Stored data
***

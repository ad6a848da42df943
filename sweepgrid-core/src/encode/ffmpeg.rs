use std::ffi::OsString;
use std::path::{Path, PathBuf};
use std::process::Command;
use std::sync::LazyLock;
use std::time::Duration;

use anyhow::Context as _;
use regex::Regex;

use crate::compile::plan::{CompositionPlan, LabelAnchor, LabelPlacement, PlaceholderSpec};
use crate::encode::locate::{EngineTools, locate_engine};
use crate::encode::process::{ProcessOutput, run_with_timeout};
use crate::foundation::error::{SweepError, SweepResult};
use crate::render::backend::{RenderBackend, ResizeRequest};

/// Timeouts, retry policy, threading and label styling for [`FfmpegBackend`].
#[derive(Clone, Debug, PartialEq, serde::Serialize, serde::Deserialize)]
#[serde(default)]
pub struct BackendOpts {
    /// Per-clip duration probe.
    pub probe_timeout_secs: u64,
    /// Placeholder clip generation.
    pub placeholder_timeout_secs: u64,
    /// Per resize attempt.
    pub resize_timeout_secs: u64,
    /// Final composition and encode.
    pub compose_timeout_secs: u64,
    /// Budget for each `-version` check during engine discovery.
    pub version_timeout_secs: u64,
    /// Total tries per clip before its cell falls back to the placeholder.
    pub resize_attempts: u32,
    /// Probe and resize clips on a rayon pool.
    pub parallel: bool,
    /// Worker count for the pool; `None` uses rayon's default.
    pub threads: Option<usize>,
    /// Font for labels; ffmpeg's default font lookup is used when unset.
    pub font_file: Option<PathBuf>,
    /// drawtext `fontcolor`.
    pub text_color: String,
    /// drawtext `boxcolor` behind every label.
    pub box_color: String,
}

impl Default for BackendOpts {
    fn default() -> Self {
        Self {
            probe_timeout_secs: 10,
            placeholder_timeout_secs: 30,
            resize_timeout_secs: 60,
            compose_timeout_secs: 300,
            version_timeout_secs: 5,
            resize_attempts: 2,
            parallel: true,
            threads: None,
            font_file: None,
            text_color: "white".to_string(),
            box_color: "black@0.7".to_string(),
        }
    }
}

impl BackendOpts {
    /// Reject zero timeouts, attempts and thread counts.
    pub fn validate(&self) -> SweepResult<()> {
        for (name, secs) in [
            ("probe_timeout_secs", self.probe_timeout_secs),
            ("placeholder_timeout_secs", self.placeholder_timeout_secs),
            ("resize_timeout_secs", self.resize_timeout_secs),
            ("compose_timeout_secs", self.compose_timeout_secs),
            ("version_timeout_secs", self.version_timeout_secs),
        ] {
            if secs == 0 {
                return Err(SweepError::validation(format!("{name} must be > 0")));
            }
        }
        if self.resize_attempts == 0 {
            return Err(SweepError::validation("resize_attempts must be >= 1"));
        }
        if self.threads == Some(0) {
            return Err(SweepError::validation("threads must be >= 1 when set"));
        }
        Ok(())
    }

    /// [`Self::version_timeout_secs`] as a [`Duration`].
    pub fn version_timeout(&self) -> Duration {
        Duration::from_secs(self.version_timeout_secs)
    }
}

/// [`RenderBackend`] driving the system `ffmpeg`/`ffprobe` executables.
#[derive(Clone, Debug)]
pub struct FfmpegBackend {
    tools: EngineTools,
    opts: BackendOpts,
}

impl FfmpegBackend {
    /// Backend over already located `tools`.
    pub fn new(tools: EngineTools, opts: BackendOpts) -> SweepResult<Self> {
        opts.validate()?;
        Ok(Self { tools, opts })
    }

    /// Discover the engine (see [`locate_engine`]) and wrap it.
    pub fn locate(override_path: Option<&Path>, opts: BackendOpts) -> SweepResult<Self> {
        opts.validate()?;
        let tools = locate_engine(override_path, opts.version_timeout())?;
        Self::new(tools, opts)
    }

    fn ffmpeg(&self, args: Vec<OsString>, timeout_secs: u64) -> Result<ProcessOutput, String> {
        let mut cmd = Command::new(&self.tools.ffmpeg);
        cmd.args(args);
        run_with_timeout(&mut cmd, Duration::from_secs(timeout_secs)).map_err(|e| e.to_string())
    }
}

impl RenderBackend for FfmpegBackend {
    #[tracing::instrument(skip(self))]
    fn probe_duration(&self, clip: &Path) -> SweepResult<f64> {
        let timeout = Duration::from_secs(self.opts.probe_timeout_secs);

        let mut cmd = Command::new(&self.tools.ffprobe);
        cmd.args(["-v", "quiet", "-print_format", "json", "-show_format"])
            .arg(clip);
        match run_with_timeout(&mut cmd, timeout) {
            Ok(out) if out.success() => {
                if let Some(d) = parse_ffprobe_duration(&out.stdout_text()) {
                    return Ok(d);
                }
                tracing::debug!("ffprobe reported no duration; trying ffmpeg");
            }
            Ok(out) => tracing::debug!(status = %out.status, "ffprobe failed; trying ffmpeg"),
            Err(e) => tracing::debug!(error = %e, "ffprobe unavailable; trying ffmpeg"),
        }

        // `ffmpeg -i` without an output exits non-zero but still prints the input header.
        let out = self
            .ffmpeg(
                vec!["-hide_banner".into(), "-i".into(), clip.into()],
                self.opts.probe_timeout_secs,
            )
            .map_err(SweepError::probe)?;
        parse_ffmpeg_duration(&String::from_utf8_lossy(&out.stderr)).ok_or_else(|| {
            SweepError::probe(format!("no duration reported for '{}'", clip.display()))
        })
    }

    #[tracing::instrument(skip(self, spec))]
    fn make_placeholder(&self, spec: &PlaceholderSpec, output: &Path) -> SweepResult<PathBuf> {
        let out = self
            .ffmpeg(placeholder_args(spec, output), self.opts.placeholder_timeout_secs)
            .map_err(|e| SweepError::resize(format!("placeholder: {e}")))?;
        if !out.success() || !output.is_file() {
            return Err(SweepError::resize(format!(
                "placeholder: ffmpeg exited with status {}: {}",
                out.status,
                out.stderr_text()
            )));
        }
        Ok(output.to_path_buf())
    }

    #[tracing::instrument(skip(self, req), fields(input = %req.input.display()))]
    fn resize(&self, req: &ResizeRequest<'_>) -> SweepResult<PathBuf> {
        let out = self
            .ffmpeg(resize_args(req), self.opts.resize_timeout_secs)
            .map_err(SweepError::resize)?;
        if !out.success() || !req.output.is_file() {
            return Err(SweepError::resize(format!(
                "ffmpeg exited with status {}: {}",
                out.status,
                out.stderr_text()
            )));
        }
        Ok(req.output.to_path_buf())
    }

    #[tracing::instrument(skip(self, plan, inputs), fields(cells = inputs.len()))]
    fn compose(
        &self,
        plan: &CompositionPlan,
        inputs: &[PathBuf],
        output: &Path,
    ) -> SweepResult<PathBuf> {
        ensure_parent_dir(output)?;
        // Encode next to the target and rename at the end so a failed run never leaves a
        // truncated file under the final name.
        let partial = partial_path(output);
        let args = compose_args(plan, inputs, &partial, &self.opts)?;
        tracing::debug!(
            width = plan.canvas.even().width,
            height = plan.canvas.even().height,
            "composing grid"
        );

        match self.ffmpeg(args, self.opts.compose_timeout_secs) {
            Ok(out) if out.success() => {}
            Ok(out) => {
                let _ = std::fs::remove_file(&partial);
                return Err(SweepError::compose(format!(
                    "ffmpeg exited with status {}: {}",
                    out.status,
                    out.stderr_text()
                )));
            }
            Err(e) => {
                let _ = std::fs::remove_file(&partial);
                return Err(SweepError::compose(e));
            }
        }

        std::fs::rename(&partial, output).with_context(|| {
            format!(
                "failed to move '{}' to '{}'",
                partial.display(),
                output.display()
            )
        })?;
        Ok(output.to_path_buf())
    }

    fn describe(&self) -> String {
        format!("ffmpeg at '{}'", self.tools.ffmpeg.display())
    }
}

/// `format.duration` from `ffprobe -print_format json -show_format` output.
pub fn parse_ffprobe_duration(json: &str) -> Option<f64> {
    let value: serde_json::Value = serde_json::from_str(json).ok()?;
    let duration = &value["format"]["duration"];
    let secs = match duration {
        serde_json::Value::String(s) => s.trim().parse::<f64>().ok()?,
        serde_json::Value::Number(n) => n.as_f64()?,
        _ => return None,
    };
    (secs.is_finite() && secs > 0.0).then_some(secs)
}

static DURATION_LINE: LazyLock<Option<Regex>> =
    LazyLock::new(|| Regex::new(r"Duration: (\d{2}):(\d{2}):(\d{2}\.?\d*)").ok());

/// First `Duration: HH:MM:SS.ss` line of an ffmpeg input header.
pub fn parse_ffmpeg_duration(stderr: &str) -> Option<f64> {
    let caps = DURATION_LINE.as_ref()?.captures(stderr)?;
    let hours: f64 = caps[1].parse().ok()?;
    let minutes: f64 = caps[2].parse().ok()?;
    let seconds: f64 = caps[3].parse().ok()?;
    let secs = hours * 3600.0 + minutes * 60.0 + seconds;
    (secs > 0.0).then_some(secs)
}

/// Escape free text for use as a drawtext option value inside a filtergraph.
///
/// Two parsing levels apply: the filter's option list (`\ ' :`) and the filtergraph
/// itself (`\ ' [ ] , ;`).
pub fn escape_drawtext(text: &str) -> String {
    let option_level = escape_chars(text, &['\\', '\'', ':']);
    escape_chars(&option_level, &['\\', '\'', '[', ']', ',', ';'])
}

fn escape_chars(s: &str, special: &[char]) -> String {
    let mut out = String::with_capacity(s.len());
    for c in s.chars() {
        if special.contains(&c) {
            out.push('\\');
        }
        out.push(c);
    }
    out
}

fn secs(d: f64) -> String {
    format!("{d:.3}")
}

fn common_args() -> Vec<OsString> {
    ["-hide_banner", "-loglevel", "error", "-y"]
        .map(OsString::from)
        .to_vec()
}

fn encode_args(args: &mut Vec<OsString>) {
    args.extend(["-c:v", "libx264", "-pix_fmt", "yuv420p"].map(OsString::from));
}

/// `ffmpeg` arguments for a black clip matching `spec`.
pub fn placeholder_args(spec: &PlaceholderSpec, output: &Path) -> Vec<OsString> {
    let mut args = common_args();
    args.extend(["-f", "lavfi", "-i"].map(OsString::from));
    args.push(
        format!(
            "color=black:size={0}x{0}:duration={1}:rate={2}",
            spec.size,
            secs(spec.duration_secs),
            spec.fps.to_ffmpeg_rate()
        )
        .into(),
    );
    encode_args(&mut args);
    args.push(output.into());
    args
}

/// `ffmpeg` arguments that fit `req.input` into a square cell.
pub fn resize_args(req: &ResizeRequest<'_>) -> Vec<OsString> {
    let s = req.size;
    let mut args = common_args();
    args.push("-i".into());
    args.push(req.input.into());
    args.push("-vf".into());
    args.push(
        format!(
            "scale={s}:{s}:force_original_aspect_ratio=decrease,\
             pad={s}:{s}:(ow-iw)/2:(oh-ih)/2:black,setsar=1"
        )
        .into(),
    );
    args.extend([
        OsString::from("-t"),
        secs(req.duration_secs).into(),
        "-r".into(),
        req.fps.to_ffmpeg_rate().into(),
        "-an".into(),
    ]);
    encode_args(&mut args);
    args.push(req.output.into());
    args
}

/// Full `-filter_complex` graph: canvas, one overlay per cell, then every label.
pub fn filter_graph(plan: &CompositionPlan, opts: &BackendOpts) -> String {
    let canvas = plan.canvas.even();
    let mut parts = vec![format!(
        "color=black:size={}x{}:duration={}:rate={}[canvas]",
        canvas.width,
        canvas.height,
        secs(plan.common_duration_secs),
        plan.fps.to_ffmpeg_rate()
    )];

    let mut current = "canvas".to_string();
    for (idx, cell) in plan.cells.iter().enumerate() {
        let next = format!("v{idx}");
        parts.push(format!(
            "[{current}][{idx}:v]overlay={}:{}[{next}]",
            cell.rect.x, cell.rect.y
        ));
        current = next;
    }

    let text: Vec<String> = plan.labels.iter().map(|l| drawtext(l, opts)).collect();
    let tail = if text.is_empty() {
        "null".to_string()
    } else {
        text.join(",")
    };
    parts.push(format!("[{current}]{tail}[out]"));
    parts.join(";")
}

fn drawtext(label: &LabelPlacement, opts: &BackendOpts) -> String {
    let (x, y) = match label.anchor {
        LabelAnchor::TopLeft => (label.x.to_string(), label.y.to_string()),
        LabelAnchor::TopCenter => (format!("{}-text_w/2", label.x), label.y.to_string()),
        LabelAnchor::MiddleLeft => (label.x.to_string(), format!("{}-text_h/2", label.y)),
    };
    let mut filter = format!(
        "drawtext=expansion=none:text={}:fontsize={}:fontcolor={}:box=1:boxcolor={}:x={x}:y={y}",
        escape_drawtext(&label.text),
        label.font_size,
        escape_drawtext(&opts.text_color),
        escape_drawtext(&opts.box_color),
    );
    if let Some(font) = &opts.font_file {
        filter.push_str(":fontfile=");
        filter.push_str(&escape_drawtext(&font.to_string_lossy()));
    }
    filter
}

/// `ffmpeg` arguments for the final composition; `inputs` follow `plan.cells`.
pub fn compose_args(
    plan: &CompositionPlan,
    inputs: &[PathBuf],
    output: &Path,
    opts: &BackendOpts,
) -> SweepResult<Vec<OsString>> {
    if inputs.len() != plan.cells.len() {
        return Err(SweepError::validation(format!(
            "compose needs one input per cell: got {} inputs for {} cells",
            inputs.len(),
            plan.cells.len()
        )));
    }

    let mut args = common_args();
    for input in inputs {
        args.push("-i".into());
        args.push(input.into());
    }
    args.push("-filter_complex".into());
    args.push(filter_graph(plan, opts).into());
    args.extend([
        OsString::from("-map"),
        "[out]".into(),
        "-t".into(),
        secs(plan.common_duration_secs).into(),
        "-r".into(),
        plan.fps.to_ffmpeg_rate().into(),
        "-an".into(),
    ]);
    encode_args(&mut args);
    args.extend(["-movflags", "+faststart"].map(OsString::from));
    args.push(output.into());
    Ok(args)
}

fn partial_path(output: &Path) -> PathBuf {
    output.with_extension("partial.mp4")
}

/// Ensure the parent directory of `path` exists.
pub fn ensure_parent_dir(path: &Path) -> SweepResult<()> {
    if let Some(parent) = path.parent() {
        std::fs::create_dir_all(parent)
            .with_context(|| format!("failed to create output directory '{}'", parent.display()))?;
    }
    Ok(())
}

#[cfg(test)]
#[path = "../../tests/unit/encode/ffmpeg.rs"]
mod tests;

***

Exercise brief: The answer must consist of every line above that holds the string "display", copied exactly.

Written solution:
            SweepError::probe(format!("no duration reported for '{}'", clip.display()))
    #[tracing::instrument(skip(self, req), fields(input = %req.input.display()))]
                partial.display(),
                output.display()
        format!("ffmpeg at '{}'", self.tools.ffmpeg.display())
            .with_context(|| format!("failed to create output directory '{}'", parent.display()))?;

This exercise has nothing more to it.